States have varied in their testing and reporting timelines as well as participation rates due to extensions and flexibility in administering assessments. At the local level, however, districts have seen mixed results, with some even outperforming their projections.
Dive Insight:
Declines in state assessment scores confirm predictions that the COVID-10 pandemic would have a drastic effect on student performance.
In California, 49% of students met or exceeded English Language Arts standard and only about a third, or 34%, succeeded in math. In 2018-19, those percentages were at 51% and 40% respectively.
Washington, Virginia, North Carolina, Arizona, Louisiana and others follow similar trends
“The significant declines in both reading and math — especially in math — suggest that we’ll be talking about learning loss and recovery for decades,” said Dale Chu, assessment expert and independent education consultant, in an email.
The decline in academic progress, Chu noted, may actually be underestimated considering students in the most marginalized communities — who tend to test at lower proficiency rates — were also the ones most likely to opt out of exams last spring.
That trend also might be behind score increases in select areas.
Scott Marion, executive director for the Center for Assessment, said while he hasn’t noted many score increases this year, areas that have experienced higher than expected performance likely have lower participation rates, especially from students who tend to be lower-performing.
“It’s easy to get your scores to go up if you only test your highest achieving students,” he said.
Education officials in states and districts with lower participation rates have urged for numbers to be taken with a grain of salt and have warned against comparing the data to previous years’ performance.
“Fair enough,” Chu said, “though taken together with present challenges (e.g., teacher shortages, eleventh hour shifts to remote learning), one can’t help but wonder whether the groundwork is being laid yet again to waive out of testing this spring.”
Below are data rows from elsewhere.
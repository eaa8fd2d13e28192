//! Query planner: one bounded range query per relevant feature table.

use std::collections::BTreeSet;
use std::sync::Arc;

use serde_json::json;
use tracing::{debug, warn};

use super::observation::KEY_COLUMNS;
use super::ports::{NodeFilter, ObservationWarehouse};
use super::warehouse_errors::map_warehouse_error;
use super::{
    Error, FeatureName, FeatureTable, NetworkName, NetworkView, NodeId, ObservationRequest,
    SensorCatalog, SensorName, TableQuery,
};

/// How a feature-of-interest maps to its physical warehouse table.
#[derive(Debug, Clone, Copy, PartialEq, Eq, Default)]
pub enum TableNaming {
    /// The table is named after the feature, e.g. `temperature`.
    #[default]
    FeatureName,
    /// The table is named `<network>__<feature>`.
    NetworkPrefixed,
}

impl TableNaming {
    pub fn table_name(self, network: &NetworkName, feature: &FeatureName) -> String {
        match self {
            Self::FeatureName => feature.as_str().to_owned(),
            Self::NetworkPrefixed => format!("{network}__{feature}"),
        }
    }
}

impl std::str::FromStr for TableNaming {
    type Err = String;

    fn from_str(s: &str) -> Result<Self, Self::Err> {
        match s.trim().to_ascii_lowercase().as_str() {
            "feature" | "feature_name" => Ok(Self::FeatureName),
            "network_prefixed" | "prefixed" => Ok(Self::NetworkPrefixed),
            other => Err(format!("unknown table naming scheme: {other}")),
        }
    }
}

/// Resolved plan for one observation request.
#[derive(Debug, Clone, PartialEq)]
pub struct QueryPlan {
    /// One query per candidate feature, ordered by feature name.
    pub queries: Vec<TableQuery>,
    pub nodes: Vec<NodeId>,
    pub sensors: Vec<SensorName>,
    pub features: Vec<FeatureName>,
}

impl QueryPlan {
    pub fn is_empty(&self) -> bool {
        self.queries.is_empty()
    }
}

/// Turns validated requests into [`QueryPlan`]s using the catalog and the
/// warehouse table lookup.
#[derive(Clone)]
pub struct ObservationQueryPlanner {
    catalog: SensorCatalog,
    warehouse: Arc<dyn ObservationWarehouse>,
    naming: TableNaming,
}

impl ObservationQueryPlanner {
    pub fn new(
        catalog: SensorCatalog,
        warehouse: Arc<dyn ObservationWarehouse>,
        naming: TableNaming,
    ) -> Self {
        Self {
            catalog,
            warehouse,
            naming,
        }
    }

    pub fn catalog(&self) -> &SensorCatalog {
        &self.catalog
    }

    /// Plan `request`.
    ///
    /// Fails before any observation is read when a name is unknown to the
    /// catalog or a candidate feature has no table.
    pub async fn plan(&self, request: &ObservationRequest) -> Result<QueryPlan, Error> {
        let view = self.catalog.require_view(&request.network).await?;
        reject_unknown_names(&view, request)?;

        let filter = NodeFilter {
            network: request.network.clone(),
            node_id: request.node_id.clone(),
            nodes: request.nodes.clone(),
            within: request.within.clone(),
        };
        let nodes = if filter == NodeFilter::network(request.network.clone()) {
            view.node_ids()
        } else {
            self.catalog.resolve_node_ids(&filter).await?
        };

        let sensors = request.sensors.clone().unwrap_or_else(|| view.sensor_names());
        let reported = view.features_for_sensors(&sensors);
        let candidates: BTreeSet<FeatureName> = match &request.features {
            Some(requested) => requested
                .iter()
                .filter(|feature| reported.contains(feature))
                .cloned()
                .collect(),
            None => reported,
        };

        let tables = self.locate_tables(&request.network, &candidates).await?;
        let share = u64::try_from(tables.len()).unwrap_or(u64::MAX).max(1);
        let queries = tables
            .into_iter()
            .map(|table| TableQuery {
                table,
                window: request.window,
                nodes: nodes.clone(),
                sensors: sensors.clone(),
                limit: request.limit.map(|limit| limit / share),
                offset: request.offset / share,
            })
            .collect::<Vec<_>>();
        debug!(
            network = %request.network,
            tables = queries.len(),
            nodes = nodes.len(),
            sensors = sensors.len(),
            "observation query planned"
        );
        Ok(QueryPlan {
            queries,
            nodes,
            sensors,
            features: candidates.into_iter().collect(),
        })
    }

    async fn locate_tables(
        &self,
        network: &NetworkName,
        features: &BTreeSet<FeatureName>,
    ) -> Result<Vec<FeatureTable>, Error> {
        let mut tables = Vec::with_capacity(features.len());
        for feature in features {
            let name = self.naming.table_name(network, feature);
            let Some(columns) = self
                .warehouse
                .describe_table(&name)
                .await
                .map_err(|err| map_warehouse_error(&name, err))?
            else {
                warn!(table = %name, "feature table missing from warehouse");
                return Err(Error::missing_table(&name));
            };
            tables.push(FeatureTable {
                name,
                feature: feature.clone(),
                columns: columns
                    .into_iter()
                    .filter(|column| !KEY_COLUMNS.contains(&column.as_str()))
                    .collect(),
            });
        }
        Ok(tables)
    }
}

fn reject_unknown_names(view: &NetworkView, request: &ObservationRequest) -> Result<(), Error> {
    let mut details = serde_json::Map::new();
    let nodes: Vec<_> = request
        .nodes
        .iter()
        .flatten()
        .chain(request.node_id.iter())
        .cloned()
        .collect();
    let unknown_nodes = view.unknown_nodes(&nodes);
    if !unknown_nodes.is_empty() {
        details.insert("nodes".into(), json!(unknown_nodes));
    }
    if let Some(sensors) = &request.sensors {
        let unknown = view.unknown_sensors(sensors);
        if !unknown.is_empty() {
            details.insert("sensors".into(), json!(unknown));
        }
    }
    if let Some(features) = &request.features {
        let unknown = view.unknown_features(features);
        if !unknown.is_empty() {
            details.insert("features_of_interest".into(), json!(unknown));
        }
    }
    if details.is_empty() {
        return Ok(());
    }
    let fields: Vec<&str> = details.keys().map(String::as_str).collect();
    let message = format!(
        "Unknown {} for network {}",
        fields.join(", "),
        view.name()
    );
    Err(Error::invalid_request(message).with_details(serde_json::Value::Object(details)))
}

#[cfg(test)]
#[path = "planner_tests.rs"]
mod tests;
After schools first shut down in March 2020, then-U.S. Secretary of Education Betsy DeVos issued blanket waivers for state testing and accountability, a decision some state leaders want reissued.
But testing experts agree additional exemptions from testing would be especially detrimental in calculating student growth over time. And U.S. Secretary of Education Miguel Cardona previously pushed for continued assessment, bringing into question the likelihood of another round of waivers.
The scores also highlight for many the urgency of academic recovery.
With an infusion of federal aid, the last of which has been distributed to states from the American Rescue Plan, districts are focusing on academic interventions and piloting summer learning, tutoring and other programs.
However, Marguerite Roza, director of Georgetown University’s Edunomics Lab, which tracks district spending trends, suggested states and districts have done a poor job tying the use of federal funds directly to student outcomes.
While there has been a lot of focus on tangentially related areas of concern — student mental health recovery, teacher retention and professional development, for example — leaders have not been explicit about how investments in those areas are linked to improving academic performance.
As a result, the road to recovery’s finish line seems mostly out of sight, Roza said.
“We’re not actually talking about the fact that the test scores fell through the toilet,” Roza said. “If we don’t emphasize the outcome we’re trying to achieve, do the people who are in the school each day, the parents and everybody else see it?”